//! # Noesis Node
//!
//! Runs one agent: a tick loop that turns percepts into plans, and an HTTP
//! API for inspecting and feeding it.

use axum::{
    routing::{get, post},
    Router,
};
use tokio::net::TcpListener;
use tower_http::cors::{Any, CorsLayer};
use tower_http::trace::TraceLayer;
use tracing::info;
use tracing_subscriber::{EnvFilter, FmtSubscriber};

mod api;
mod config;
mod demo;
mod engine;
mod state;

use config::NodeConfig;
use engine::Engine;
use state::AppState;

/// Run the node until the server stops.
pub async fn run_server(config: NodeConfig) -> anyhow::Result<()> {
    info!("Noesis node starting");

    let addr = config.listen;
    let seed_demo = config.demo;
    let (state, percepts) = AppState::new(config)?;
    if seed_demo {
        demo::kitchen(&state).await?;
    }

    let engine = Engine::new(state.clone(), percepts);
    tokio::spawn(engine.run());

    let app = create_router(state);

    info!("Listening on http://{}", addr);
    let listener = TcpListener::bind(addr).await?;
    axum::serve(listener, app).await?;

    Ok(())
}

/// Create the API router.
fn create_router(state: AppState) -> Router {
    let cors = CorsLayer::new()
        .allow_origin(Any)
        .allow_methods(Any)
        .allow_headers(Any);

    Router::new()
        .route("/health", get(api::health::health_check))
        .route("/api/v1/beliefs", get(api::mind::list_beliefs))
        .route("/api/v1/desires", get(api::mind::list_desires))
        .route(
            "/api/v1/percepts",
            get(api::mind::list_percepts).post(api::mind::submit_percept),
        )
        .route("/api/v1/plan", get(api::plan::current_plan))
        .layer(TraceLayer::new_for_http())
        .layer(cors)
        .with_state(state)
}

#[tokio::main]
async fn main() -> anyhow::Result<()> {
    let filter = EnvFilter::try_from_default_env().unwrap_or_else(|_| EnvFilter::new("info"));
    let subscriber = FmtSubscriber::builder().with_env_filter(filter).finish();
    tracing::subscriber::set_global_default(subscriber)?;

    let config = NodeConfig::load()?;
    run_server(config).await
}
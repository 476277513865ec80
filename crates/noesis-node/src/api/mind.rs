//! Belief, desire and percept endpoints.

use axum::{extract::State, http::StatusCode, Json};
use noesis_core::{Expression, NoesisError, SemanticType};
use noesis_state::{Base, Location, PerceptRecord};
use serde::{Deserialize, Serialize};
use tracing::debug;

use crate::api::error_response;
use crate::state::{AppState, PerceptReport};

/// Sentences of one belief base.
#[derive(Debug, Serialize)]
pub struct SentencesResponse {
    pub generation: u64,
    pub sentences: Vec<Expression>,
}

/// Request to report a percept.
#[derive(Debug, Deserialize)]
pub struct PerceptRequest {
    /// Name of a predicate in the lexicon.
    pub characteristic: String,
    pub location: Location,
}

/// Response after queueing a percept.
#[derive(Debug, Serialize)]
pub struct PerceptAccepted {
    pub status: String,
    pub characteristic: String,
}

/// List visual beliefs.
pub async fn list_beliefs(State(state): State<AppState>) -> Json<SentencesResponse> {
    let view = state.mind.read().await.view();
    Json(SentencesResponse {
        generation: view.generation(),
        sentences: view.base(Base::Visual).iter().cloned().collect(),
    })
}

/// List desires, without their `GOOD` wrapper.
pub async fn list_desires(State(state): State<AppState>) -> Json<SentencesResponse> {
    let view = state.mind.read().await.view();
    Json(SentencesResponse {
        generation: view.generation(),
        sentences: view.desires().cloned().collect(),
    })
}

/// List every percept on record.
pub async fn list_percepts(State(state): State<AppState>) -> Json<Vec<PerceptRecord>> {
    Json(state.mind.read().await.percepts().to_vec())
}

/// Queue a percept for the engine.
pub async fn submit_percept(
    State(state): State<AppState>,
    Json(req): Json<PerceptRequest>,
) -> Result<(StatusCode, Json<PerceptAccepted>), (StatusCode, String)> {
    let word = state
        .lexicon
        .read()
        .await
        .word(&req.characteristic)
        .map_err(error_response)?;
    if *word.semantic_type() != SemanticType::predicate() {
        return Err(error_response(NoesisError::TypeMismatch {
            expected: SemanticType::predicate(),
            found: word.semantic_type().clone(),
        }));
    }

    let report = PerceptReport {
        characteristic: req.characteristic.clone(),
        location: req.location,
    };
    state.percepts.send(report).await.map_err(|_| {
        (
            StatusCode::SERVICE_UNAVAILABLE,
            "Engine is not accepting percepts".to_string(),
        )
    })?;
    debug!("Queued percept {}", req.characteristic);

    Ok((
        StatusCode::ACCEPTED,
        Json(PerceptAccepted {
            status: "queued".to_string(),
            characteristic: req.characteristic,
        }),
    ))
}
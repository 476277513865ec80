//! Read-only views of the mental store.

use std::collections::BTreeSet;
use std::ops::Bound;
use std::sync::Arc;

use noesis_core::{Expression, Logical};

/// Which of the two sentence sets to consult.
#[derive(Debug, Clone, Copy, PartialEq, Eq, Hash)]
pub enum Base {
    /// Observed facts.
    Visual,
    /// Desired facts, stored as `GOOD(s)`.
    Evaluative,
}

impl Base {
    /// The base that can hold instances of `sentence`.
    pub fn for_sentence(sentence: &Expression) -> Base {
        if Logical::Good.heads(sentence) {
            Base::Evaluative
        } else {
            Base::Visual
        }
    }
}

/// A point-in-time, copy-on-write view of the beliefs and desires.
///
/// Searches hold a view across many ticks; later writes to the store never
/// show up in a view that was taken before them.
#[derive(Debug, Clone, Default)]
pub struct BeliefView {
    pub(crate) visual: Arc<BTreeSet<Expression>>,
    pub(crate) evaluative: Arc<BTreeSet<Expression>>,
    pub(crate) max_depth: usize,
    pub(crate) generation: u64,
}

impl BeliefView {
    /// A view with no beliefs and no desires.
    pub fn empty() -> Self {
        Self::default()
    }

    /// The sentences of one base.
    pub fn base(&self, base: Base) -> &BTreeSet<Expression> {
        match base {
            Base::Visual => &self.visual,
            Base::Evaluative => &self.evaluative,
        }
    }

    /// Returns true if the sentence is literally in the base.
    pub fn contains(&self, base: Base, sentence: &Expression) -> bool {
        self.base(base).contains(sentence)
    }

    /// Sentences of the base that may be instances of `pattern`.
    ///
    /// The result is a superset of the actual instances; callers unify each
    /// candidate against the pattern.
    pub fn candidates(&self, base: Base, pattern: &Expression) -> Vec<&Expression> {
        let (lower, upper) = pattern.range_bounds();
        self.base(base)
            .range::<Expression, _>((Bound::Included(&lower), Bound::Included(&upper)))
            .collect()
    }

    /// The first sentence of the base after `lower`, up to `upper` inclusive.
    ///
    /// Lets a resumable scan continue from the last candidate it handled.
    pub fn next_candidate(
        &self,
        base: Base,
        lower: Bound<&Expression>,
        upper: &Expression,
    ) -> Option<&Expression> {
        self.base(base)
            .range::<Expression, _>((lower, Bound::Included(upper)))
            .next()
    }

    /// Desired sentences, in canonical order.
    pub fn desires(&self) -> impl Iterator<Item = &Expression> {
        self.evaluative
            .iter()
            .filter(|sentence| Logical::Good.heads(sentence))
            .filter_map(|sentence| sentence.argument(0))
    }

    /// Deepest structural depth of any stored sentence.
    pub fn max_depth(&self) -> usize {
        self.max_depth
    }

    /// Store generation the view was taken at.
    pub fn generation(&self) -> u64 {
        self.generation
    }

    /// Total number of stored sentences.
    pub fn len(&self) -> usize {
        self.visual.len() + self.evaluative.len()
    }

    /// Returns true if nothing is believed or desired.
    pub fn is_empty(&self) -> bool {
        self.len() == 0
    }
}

> Task brief: Print exactly the lines from the beginning of the entries through the line with "use tower_http::trace::TraceLayer;". Output nothing more.

> Task solution:
//! # Noesis Node
//!
//! Runs one agent: a tick loop that turns percepts into plans, and an HTTP
//! API for inspecting and feeding it.

use axum::{
    routing::{get, post},
    Router,
};
use tokio::net::TcpListener;
use tower_http::cors::{Any, CorsLayer};
use tower_http::trace::TraceLayer;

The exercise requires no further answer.